BEGIN

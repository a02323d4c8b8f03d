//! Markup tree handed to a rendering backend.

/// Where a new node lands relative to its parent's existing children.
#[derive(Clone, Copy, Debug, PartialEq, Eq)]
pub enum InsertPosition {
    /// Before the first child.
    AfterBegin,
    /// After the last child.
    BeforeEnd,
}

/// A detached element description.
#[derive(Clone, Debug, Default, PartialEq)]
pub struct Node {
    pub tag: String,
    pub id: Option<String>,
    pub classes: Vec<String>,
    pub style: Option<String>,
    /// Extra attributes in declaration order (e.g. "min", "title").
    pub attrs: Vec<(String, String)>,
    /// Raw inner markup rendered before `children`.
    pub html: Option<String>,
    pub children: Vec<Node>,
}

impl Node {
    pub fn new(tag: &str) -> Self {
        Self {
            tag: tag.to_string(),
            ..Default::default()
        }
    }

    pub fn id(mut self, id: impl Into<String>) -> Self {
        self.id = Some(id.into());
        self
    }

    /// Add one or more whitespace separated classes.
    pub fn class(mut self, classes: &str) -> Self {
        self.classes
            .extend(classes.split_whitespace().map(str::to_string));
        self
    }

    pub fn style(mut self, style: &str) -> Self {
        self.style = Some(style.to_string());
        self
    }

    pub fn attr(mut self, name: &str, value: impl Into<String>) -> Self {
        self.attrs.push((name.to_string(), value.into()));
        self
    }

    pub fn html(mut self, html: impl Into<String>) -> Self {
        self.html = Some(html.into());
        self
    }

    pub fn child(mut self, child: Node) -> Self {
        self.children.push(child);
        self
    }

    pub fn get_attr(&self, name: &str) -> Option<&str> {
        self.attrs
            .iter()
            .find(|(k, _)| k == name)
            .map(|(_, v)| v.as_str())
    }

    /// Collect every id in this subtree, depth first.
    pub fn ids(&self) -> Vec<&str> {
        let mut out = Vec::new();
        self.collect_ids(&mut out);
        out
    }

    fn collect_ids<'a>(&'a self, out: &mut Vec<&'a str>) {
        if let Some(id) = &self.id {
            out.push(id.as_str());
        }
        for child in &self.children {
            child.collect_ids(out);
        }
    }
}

END
BEGIN

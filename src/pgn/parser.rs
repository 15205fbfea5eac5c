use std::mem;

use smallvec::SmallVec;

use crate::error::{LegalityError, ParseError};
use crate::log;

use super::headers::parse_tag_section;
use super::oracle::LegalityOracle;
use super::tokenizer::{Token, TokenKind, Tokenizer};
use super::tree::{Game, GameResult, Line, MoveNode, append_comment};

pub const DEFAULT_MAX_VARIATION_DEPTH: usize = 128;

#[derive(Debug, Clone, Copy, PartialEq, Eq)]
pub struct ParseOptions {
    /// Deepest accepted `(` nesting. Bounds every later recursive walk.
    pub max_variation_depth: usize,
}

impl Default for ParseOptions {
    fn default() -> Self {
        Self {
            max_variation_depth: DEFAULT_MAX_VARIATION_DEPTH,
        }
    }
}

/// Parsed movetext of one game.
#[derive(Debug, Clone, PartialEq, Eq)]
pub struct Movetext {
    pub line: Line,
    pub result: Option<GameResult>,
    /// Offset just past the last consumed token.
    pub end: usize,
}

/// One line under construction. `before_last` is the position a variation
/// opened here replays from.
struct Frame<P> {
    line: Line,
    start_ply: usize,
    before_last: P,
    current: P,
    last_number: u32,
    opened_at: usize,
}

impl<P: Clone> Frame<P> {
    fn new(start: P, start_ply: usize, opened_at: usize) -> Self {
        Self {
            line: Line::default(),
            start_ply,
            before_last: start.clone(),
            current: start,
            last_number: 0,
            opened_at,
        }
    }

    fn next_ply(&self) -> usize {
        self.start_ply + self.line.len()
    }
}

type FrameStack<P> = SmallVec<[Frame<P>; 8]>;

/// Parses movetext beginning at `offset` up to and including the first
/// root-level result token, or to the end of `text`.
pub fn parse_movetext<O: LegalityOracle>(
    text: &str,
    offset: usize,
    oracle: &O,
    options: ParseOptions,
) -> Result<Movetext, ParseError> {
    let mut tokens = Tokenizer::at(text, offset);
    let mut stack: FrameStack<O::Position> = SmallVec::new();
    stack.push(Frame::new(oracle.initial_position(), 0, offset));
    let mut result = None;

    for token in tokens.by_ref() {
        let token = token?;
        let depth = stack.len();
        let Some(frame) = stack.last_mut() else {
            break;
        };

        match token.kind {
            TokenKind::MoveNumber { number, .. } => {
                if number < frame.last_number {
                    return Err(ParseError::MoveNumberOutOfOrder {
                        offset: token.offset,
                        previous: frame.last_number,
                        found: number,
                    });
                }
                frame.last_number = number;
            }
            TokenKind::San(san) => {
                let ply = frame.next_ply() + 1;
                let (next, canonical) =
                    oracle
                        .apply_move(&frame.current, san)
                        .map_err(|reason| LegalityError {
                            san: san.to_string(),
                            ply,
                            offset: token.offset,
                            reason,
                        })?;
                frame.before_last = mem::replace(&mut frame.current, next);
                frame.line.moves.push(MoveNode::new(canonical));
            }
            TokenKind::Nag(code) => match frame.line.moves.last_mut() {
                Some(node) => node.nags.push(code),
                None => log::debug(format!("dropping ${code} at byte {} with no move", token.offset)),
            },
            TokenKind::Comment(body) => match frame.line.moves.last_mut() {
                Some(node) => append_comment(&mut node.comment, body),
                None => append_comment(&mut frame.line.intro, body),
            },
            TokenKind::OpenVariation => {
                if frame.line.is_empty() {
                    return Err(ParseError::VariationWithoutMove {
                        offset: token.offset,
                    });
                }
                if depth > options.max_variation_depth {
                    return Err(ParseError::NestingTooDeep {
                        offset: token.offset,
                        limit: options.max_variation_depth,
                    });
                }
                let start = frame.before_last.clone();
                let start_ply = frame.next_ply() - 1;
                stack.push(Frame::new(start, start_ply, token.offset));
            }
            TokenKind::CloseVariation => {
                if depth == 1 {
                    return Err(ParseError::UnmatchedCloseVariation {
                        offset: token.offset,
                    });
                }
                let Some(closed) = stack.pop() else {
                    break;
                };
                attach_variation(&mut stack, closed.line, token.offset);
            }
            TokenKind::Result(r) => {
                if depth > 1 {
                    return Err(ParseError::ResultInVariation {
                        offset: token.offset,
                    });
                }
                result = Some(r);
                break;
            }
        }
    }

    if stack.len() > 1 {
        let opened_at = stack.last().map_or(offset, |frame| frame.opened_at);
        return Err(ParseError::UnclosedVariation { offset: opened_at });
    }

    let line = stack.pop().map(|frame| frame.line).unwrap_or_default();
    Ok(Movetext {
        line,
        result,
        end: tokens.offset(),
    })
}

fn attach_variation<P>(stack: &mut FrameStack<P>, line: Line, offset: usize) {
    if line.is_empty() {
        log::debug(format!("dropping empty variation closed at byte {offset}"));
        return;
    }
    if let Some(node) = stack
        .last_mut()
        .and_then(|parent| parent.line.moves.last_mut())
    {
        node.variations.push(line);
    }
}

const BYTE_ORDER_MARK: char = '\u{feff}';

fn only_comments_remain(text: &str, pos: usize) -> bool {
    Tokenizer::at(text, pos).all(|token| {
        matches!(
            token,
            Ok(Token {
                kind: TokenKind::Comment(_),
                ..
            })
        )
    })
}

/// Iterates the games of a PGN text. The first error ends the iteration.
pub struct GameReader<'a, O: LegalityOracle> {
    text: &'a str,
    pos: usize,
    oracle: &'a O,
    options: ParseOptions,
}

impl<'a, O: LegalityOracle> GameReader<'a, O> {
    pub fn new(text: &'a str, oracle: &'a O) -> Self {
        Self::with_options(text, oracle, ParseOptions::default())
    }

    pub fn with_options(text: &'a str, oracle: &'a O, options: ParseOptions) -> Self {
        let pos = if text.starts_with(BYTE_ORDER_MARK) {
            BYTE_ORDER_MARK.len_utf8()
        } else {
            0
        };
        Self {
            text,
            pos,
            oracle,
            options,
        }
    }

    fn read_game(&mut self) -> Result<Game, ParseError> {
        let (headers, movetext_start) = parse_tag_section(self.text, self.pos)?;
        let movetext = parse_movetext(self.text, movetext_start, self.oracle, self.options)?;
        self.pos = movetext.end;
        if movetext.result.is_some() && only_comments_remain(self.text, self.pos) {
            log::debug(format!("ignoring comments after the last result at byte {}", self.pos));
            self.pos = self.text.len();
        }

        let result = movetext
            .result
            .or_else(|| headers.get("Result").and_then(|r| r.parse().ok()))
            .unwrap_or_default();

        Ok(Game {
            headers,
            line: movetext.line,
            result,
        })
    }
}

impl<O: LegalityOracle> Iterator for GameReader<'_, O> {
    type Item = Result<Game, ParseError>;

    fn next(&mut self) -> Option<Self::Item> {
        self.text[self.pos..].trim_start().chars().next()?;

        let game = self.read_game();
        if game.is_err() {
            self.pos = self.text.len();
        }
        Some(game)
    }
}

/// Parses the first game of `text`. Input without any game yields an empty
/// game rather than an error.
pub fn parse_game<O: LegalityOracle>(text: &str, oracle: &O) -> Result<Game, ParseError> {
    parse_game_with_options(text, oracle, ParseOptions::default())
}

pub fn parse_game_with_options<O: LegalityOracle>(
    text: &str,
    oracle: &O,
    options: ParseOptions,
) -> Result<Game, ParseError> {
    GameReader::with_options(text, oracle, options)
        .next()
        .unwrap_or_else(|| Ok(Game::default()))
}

END

**Work to complete:**
Which lines above hold the string "SmallVec"? Please copy all of them.

**Result of this task:**
use smallvec::SmallVec;
type FrameStack<P> = SmallVec<[Frame<P>; 8]>;
    let mut stack: FrameStack<O::Position> = SmallVec::new();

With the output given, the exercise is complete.